Observatório Econômico O Hellcife sofre com as boas intenções

Por: Fernando Dias

Publicado em: 27/08/2018 03:00 Atualizado em: 28/08/2018 09:20

Recife, a capital de Pernambuco, recebe por vezes e carinhosamente a alcunha de Hellcife por seus moradores, uma alusão ao forte calor que predomina por estas partes no verão... no outono... na primavera e, por vezes, também no inverno. Apesar de certo exagero dos nativos, e basta visitar as também capitais Teresina e Palmas para ter a evidência, o Hellcife assim como o inferno está cheio de boas intenções. Ou boas ideias, para ser mais preciso. Região sempre marcada por sua postura engajada e mesmo revolucionária, o Recife é um celeiro de boas ideias que terminam por atazanar a vida de seus moradores e, no fim, piorar a vida de todos.

São muitos os exemplos e quase sempre ligados a políticas públicas que deveriam, em tese, melhorar a vida das pessoas. Podemos começar pelo estacionamento da Joana Bezerra, concebido para receber os milhares de carros das pessoas que passariam a ir ao centro de metrô. Mas, no centro só tem uma estação de metrô e o estacionamento ficava no meio de um descampado! E as balsas? Um sistema para trazer ao centro via rio Capibaribe o fluxo de passageiros que parte da BR 101. Não passou da dragagem, em um projeto que passava pelos bairros que mais geram carros nas ruas e não parava para pegar ninguém. O BRT? Retalhos deste projeto podem ser encontrados por toda a região metropolitana e, quem sabe, um dia irão se encontrar.

No plano urbanístico não é diferente e exemplos de boas ideias não faltam. De um cais que se prefere abandonado a urbanização de margens de rio para os ricos levarem seus cães para passear, de tudo pode ser encontrado por aqui. A última boa ideia que surgir é o confisco de prédios abandonados com mais de cinco anos de IPTU atrasado. O foco é o centro da cidade, mais especificamente o Recife Antigo, onde decisões brilhantes do IPHAN incentivam os proprietários a deixar os prédios ruírem, escorando apenas as fachadas. A princípio parece uma boa ideia, mas há várias considerações que podem não estar sendo consideradas, e o passado condena nossos planejadores.

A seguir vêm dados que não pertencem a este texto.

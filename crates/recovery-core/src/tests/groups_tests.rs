use super::{group_json, Harness, TINY_PNG};
use crate::error::DecodeError;
use recovery_api::types::GroupRecord;
use recovery_api::validation::ValidationError;
use serde_json::json;

#[tokio::test]
async fn merges_groups_with_extras() {
    let h = Harness::new("me");
    let mut payload = group_json("G");
    payload["photo"] = json!(TINY_PNG);
    h.put_json("group_G", payload).await;
    let manifest = h.manifest().await;

    let report = h.sync.sync_groups(&h.session, &manifest).await.unwrap();

    assert_eq!(report.merged, 1);
    let group = h.store.group("G").await.unwrap();
    assert_eq!(group.aes_key, "G-key");
    assert_eq!(group.name.as_deref(), Some("group G"));
    assert_eq!(group.members, vec!["A", "B"]);
    assert_eq!(group.photo.as_deref(), Some("G.png"));
    assert_eq!(h.session.progress().await.recovered_groups, 1);
}

#[tokio::test]
async fn group_without_key_is_skipped() {
    let h = Harness::new("me");
    h.put_json("group_G", json!({ "id": "G" })).await;
    h.put_json("group_H", group_json("H")).await;
    let manifest = h.manifest().await;

    let report = h.sync.sync_groups(&h.session, &manifest).await.unwrap();

    assert_eq!(report.candidates, 2);
    assert_eq!(report.merged, 1);
    assert_eq!(
        report.skipped[0].reason,
        DecodeError::MissingData(ValidationError::Empty("aesKey"))
    );
    assert_eq!(h.session.progress().await.recovered_groups, 1);
}

#[tokio::test]
async fn existing_group_is_neither_downloaded_nor_overwritten() {
    use crate::store::RecoveryStore;

    let h = Harness::new("me");
    h.store
        .add_group(GroupRecord {
            id: "G".to_string(),
            aes_key: "local".to_string(),
            photo: None,
            name: None,
            members: Vec::new(),
            admins: Vec::new(),
        })
        .await
        .unwrap();
    h.put_json("group_G", group_json("G")).await;
    let manifest = h.manifest().await;

    let report = h.sync.sync_groups(&h.session, &manifest).await.unwrap();

    assert_eq!(report.candidates, 0);
    assert_eq!(h.channel.download_count(), 0);
    assert_eq!(h.store.group("G").await.unwrap().aes_key, "local");
    assert_eq!(h.session.progress().await.recovered_groups, 0);
}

O que fazer, por exemplo, com os prédios? E quem vai pagar por isso? Ideias já surgiram, do tipo o Estado recupera o prédio e transforma em moradia social. É uma grande ideia, você pega um prédio em uma área histórica, tombada, e destinada negócios da área de serviço, e aí você reforma o prédio respeitando as normas de restauro e transforma ele em moradia social para uma família que não tem empregabilidade na área. O bolso da viúva realmente não tem fundo. E o que acontece quando o prédio vale mais que cinco anos de IPTU? Afinal, teoricamente o IPTU não é 20% do valor venal do prédio, e pode acontecer de ser vantagem para o proprietário abandonar o prédio e deixar de pagar o IPTU para “vender” para a prefeitura.

Exagero? O Iphan andou tendo ideias brilhantes nos últimos anos e os proprietários do Recife Antigo deixaram os prédios ruírem para só anos depois haver condições de reformar, podendo dar uso viável as edificações. O clamor popular por “bons projetos” no Cais José Estelita vem mantendo a área abandonada por décadas, e assim deve continuar.

O grande problema com o celeiro de boas ideias é que as mesmas parecem ter sempre os mesmos pressupostos que os demais agentes sociais não reagem, e que o bolso da viúva não tem fundo. Enquanto o momento em que as boas ideias forem postas na mesa acompanhadas dos custos, das opções de financiamento e de uma avaliação das reações e consequências que elas trarão a todos os agentes o que teremos serão apenas boas intenções. E como dito antes, de boas intenções Hellcife está cheio.